▶ Data to use:
* * * *
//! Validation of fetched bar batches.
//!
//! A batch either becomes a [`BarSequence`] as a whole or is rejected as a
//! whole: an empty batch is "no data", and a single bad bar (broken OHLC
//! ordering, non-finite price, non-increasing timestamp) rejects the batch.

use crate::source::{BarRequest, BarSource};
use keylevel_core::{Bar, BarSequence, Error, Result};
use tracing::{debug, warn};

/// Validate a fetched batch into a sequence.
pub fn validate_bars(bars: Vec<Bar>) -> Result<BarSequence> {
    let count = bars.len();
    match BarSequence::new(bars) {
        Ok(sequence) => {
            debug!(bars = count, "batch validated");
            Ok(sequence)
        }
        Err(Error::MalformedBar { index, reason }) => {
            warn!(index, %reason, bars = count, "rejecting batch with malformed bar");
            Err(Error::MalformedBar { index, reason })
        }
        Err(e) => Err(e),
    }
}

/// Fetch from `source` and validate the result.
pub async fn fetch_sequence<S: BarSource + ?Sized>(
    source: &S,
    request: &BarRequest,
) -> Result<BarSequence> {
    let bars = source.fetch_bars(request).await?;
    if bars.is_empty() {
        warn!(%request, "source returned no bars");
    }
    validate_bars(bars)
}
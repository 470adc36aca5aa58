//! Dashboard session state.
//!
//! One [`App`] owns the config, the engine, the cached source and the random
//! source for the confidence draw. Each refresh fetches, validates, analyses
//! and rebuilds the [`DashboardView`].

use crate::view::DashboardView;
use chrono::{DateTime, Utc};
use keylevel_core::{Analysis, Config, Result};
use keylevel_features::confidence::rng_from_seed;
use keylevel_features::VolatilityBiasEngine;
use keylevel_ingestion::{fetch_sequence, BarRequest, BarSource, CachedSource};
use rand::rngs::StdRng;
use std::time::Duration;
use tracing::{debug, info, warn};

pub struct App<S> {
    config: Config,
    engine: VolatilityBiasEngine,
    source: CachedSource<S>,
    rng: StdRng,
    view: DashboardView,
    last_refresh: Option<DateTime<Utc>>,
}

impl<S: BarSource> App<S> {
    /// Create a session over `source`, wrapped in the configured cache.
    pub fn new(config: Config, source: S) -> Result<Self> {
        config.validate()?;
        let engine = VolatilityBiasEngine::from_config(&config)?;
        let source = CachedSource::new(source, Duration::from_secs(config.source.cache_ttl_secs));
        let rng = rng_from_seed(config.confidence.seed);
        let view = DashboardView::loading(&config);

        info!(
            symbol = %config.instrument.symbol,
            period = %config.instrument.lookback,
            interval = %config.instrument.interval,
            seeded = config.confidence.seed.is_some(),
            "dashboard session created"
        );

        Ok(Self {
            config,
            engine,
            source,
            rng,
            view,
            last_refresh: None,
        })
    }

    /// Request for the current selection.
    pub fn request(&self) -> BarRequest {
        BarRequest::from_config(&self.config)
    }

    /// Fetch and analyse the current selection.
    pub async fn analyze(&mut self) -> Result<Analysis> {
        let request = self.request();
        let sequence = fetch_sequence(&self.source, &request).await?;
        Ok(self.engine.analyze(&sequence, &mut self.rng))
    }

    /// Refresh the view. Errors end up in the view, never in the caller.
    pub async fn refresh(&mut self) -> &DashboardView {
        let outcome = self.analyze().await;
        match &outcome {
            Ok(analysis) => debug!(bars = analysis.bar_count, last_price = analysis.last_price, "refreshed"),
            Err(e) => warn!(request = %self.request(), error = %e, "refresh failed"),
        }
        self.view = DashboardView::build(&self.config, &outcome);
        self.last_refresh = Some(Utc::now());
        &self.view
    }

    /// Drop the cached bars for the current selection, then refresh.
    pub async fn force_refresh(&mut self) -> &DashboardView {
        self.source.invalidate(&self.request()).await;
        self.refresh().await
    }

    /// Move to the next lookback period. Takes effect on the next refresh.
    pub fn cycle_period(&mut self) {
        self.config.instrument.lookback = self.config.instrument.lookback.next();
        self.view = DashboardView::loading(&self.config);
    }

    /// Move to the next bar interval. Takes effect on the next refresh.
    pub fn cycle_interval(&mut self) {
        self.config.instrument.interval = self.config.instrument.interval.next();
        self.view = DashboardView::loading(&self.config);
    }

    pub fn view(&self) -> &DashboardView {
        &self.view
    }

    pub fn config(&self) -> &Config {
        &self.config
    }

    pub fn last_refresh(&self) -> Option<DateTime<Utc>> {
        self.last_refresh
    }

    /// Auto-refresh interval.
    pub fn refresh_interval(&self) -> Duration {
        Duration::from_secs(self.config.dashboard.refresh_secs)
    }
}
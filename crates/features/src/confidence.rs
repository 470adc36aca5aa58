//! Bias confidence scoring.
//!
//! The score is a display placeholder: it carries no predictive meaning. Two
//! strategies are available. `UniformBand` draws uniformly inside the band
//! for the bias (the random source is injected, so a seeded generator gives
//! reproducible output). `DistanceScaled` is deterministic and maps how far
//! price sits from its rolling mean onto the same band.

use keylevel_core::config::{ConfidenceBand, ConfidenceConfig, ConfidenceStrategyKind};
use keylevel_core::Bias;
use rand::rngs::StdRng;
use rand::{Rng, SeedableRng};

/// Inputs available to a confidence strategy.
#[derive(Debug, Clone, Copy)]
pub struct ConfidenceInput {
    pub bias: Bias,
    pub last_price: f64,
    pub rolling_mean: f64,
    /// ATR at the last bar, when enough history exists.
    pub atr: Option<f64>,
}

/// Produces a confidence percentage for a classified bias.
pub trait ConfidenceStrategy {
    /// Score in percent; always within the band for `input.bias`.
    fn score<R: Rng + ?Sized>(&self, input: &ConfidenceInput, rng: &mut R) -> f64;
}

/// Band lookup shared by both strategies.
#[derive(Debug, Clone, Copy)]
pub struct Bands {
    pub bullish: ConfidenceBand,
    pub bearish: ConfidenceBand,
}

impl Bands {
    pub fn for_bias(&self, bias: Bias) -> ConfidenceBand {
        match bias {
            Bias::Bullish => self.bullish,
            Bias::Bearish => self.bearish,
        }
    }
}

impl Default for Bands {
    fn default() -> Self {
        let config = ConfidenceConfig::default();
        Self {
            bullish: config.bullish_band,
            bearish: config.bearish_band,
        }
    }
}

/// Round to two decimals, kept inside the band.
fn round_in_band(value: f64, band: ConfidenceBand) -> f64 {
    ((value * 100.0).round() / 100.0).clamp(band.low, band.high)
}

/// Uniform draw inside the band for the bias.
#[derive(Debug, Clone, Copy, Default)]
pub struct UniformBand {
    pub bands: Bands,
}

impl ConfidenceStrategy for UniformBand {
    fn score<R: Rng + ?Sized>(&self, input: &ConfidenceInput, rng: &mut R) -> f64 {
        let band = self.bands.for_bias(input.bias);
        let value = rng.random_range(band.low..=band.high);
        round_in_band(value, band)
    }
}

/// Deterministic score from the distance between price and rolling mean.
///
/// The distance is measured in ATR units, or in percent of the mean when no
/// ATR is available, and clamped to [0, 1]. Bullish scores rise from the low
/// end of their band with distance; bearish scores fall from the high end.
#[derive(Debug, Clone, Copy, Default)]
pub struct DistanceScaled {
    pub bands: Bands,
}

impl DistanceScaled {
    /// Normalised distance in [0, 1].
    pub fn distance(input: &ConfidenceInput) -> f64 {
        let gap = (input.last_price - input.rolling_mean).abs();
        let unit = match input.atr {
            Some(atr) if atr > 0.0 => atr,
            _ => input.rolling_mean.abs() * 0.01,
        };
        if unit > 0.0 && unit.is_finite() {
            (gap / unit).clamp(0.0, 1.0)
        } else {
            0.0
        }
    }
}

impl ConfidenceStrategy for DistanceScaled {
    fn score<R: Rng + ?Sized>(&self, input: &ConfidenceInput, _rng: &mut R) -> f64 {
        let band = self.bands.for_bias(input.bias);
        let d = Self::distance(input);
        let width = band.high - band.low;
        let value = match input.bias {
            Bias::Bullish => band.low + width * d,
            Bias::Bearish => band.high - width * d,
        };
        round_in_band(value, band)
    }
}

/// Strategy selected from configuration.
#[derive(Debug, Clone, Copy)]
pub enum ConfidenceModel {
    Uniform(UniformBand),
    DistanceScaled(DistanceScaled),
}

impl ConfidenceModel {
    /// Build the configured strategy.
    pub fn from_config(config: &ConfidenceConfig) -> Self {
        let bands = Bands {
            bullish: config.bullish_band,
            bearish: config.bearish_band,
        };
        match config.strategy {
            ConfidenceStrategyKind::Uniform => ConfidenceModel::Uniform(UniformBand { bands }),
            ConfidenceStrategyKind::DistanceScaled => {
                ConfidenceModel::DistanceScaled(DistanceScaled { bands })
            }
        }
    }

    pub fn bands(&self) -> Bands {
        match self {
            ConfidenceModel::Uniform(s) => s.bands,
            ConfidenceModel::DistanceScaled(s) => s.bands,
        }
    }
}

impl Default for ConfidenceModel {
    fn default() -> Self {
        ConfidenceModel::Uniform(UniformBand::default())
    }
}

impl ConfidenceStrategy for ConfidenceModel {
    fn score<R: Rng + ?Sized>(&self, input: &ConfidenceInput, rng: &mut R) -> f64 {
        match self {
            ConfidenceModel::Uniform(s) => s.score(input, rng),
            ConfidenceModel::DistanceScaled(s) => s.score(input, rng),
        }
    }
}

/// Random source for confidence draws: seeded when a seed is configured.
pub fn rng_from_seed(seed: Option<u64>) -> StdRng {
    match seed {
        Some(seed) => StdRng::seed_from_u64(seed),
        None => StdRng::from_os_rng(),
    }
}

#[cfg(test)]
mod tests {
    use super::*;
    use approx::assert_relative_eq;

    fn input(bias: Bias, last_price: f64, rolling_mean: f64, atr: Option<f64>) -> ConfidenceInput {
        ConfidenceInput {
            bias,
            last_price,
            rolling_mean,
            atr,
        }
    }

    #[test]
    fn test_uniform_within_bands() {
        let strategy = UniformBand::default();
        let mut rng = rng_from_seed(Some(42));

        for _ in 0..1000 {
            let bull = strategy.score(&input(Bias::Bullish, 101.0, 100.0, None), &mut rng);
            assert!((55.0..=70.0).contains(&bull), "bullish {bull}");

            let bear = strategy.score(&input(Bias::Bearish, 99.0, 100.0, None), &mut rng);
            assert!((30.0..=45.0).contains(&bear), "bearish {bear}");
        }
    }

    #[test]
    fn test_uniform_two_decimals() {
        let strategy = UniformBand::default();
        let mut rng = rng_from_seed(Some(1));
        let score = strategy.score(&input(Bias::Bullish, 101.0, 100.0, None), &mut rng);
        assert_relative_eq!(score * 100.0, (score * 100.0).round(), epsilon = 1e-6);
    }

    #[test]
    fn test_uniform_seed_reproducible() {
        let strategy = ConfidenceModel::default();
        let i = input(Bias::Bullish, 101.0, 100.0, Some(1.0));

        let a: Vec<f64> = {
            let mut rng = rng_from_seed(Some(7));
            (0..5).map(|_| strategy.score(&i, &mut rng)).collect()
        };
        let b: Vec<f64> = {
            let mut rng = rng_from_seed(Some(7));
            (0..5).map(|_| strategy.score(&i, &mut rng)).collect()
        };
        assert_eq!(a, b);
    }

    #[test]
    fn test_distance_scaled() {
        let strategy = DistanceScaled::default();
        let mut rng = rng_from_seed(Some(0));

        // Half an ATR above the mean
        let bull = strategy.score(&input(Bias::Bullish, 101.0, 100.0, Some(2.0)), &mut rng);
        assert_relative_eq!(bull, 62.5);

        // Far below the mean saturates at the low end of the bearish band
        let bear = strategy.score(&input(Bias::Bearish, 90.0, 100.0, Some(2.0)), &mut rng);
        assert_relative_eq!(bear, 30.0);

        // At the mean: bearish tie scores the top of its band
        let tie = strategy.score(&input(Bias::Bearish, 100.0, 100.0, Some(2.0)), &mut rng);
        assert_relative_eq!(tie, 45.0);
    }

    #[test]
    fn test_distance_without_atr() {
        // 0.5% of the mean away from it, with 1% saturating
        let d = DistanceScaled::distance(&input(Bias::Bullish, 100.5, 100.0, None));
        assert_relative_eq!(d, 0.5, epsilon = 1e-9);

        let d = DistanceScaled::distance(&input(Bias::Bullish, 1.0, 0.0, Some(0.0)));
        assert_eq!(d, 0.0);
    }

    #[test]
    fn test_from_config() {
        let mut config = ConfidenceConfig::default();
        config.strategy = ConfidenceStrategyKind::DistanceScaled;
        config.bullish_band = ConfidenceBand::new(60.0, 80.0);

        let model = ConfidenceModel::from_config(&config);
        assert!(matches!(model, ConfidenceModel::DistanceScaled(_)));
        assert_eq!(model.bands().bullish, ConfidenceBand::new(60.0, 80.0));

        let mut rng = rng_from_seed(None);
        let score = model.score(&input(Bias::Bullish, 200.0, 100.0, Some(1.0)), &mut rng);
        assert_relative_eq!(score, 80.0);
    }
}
* * * *
▶ Work to complete: Look back at the entries above. Retype the line with "config.validate()?;", the line with "pub fn request(&self)", and all lines in between.

▶ Solution to the problem:
        config.validate()?;
        let engine = VolatilityBiasEngine::from_config(&config)?;
        let source = CachedSource::new(source, Duration::from_secs(config.source.cache_ttl_secs));
        let rng = rng_from_seed(config.confidence.seed);
        let view = DashboardView::loading(&config);

        info!(
            symbol = %config.instrument.symbol,
            period = %config.instrument.lookback,
            interval = %config.instrument.interval,
            seeded = config.confidence.seed.is_some(),
            "dashboard session created"
        );

        Ok(Self {
            config,
            engine,
            source,
            rng,
            view,
            last_refresh: None,
        })
    }

    /// Request for the current selection.
    pub fn request(&self) -> BarRequest {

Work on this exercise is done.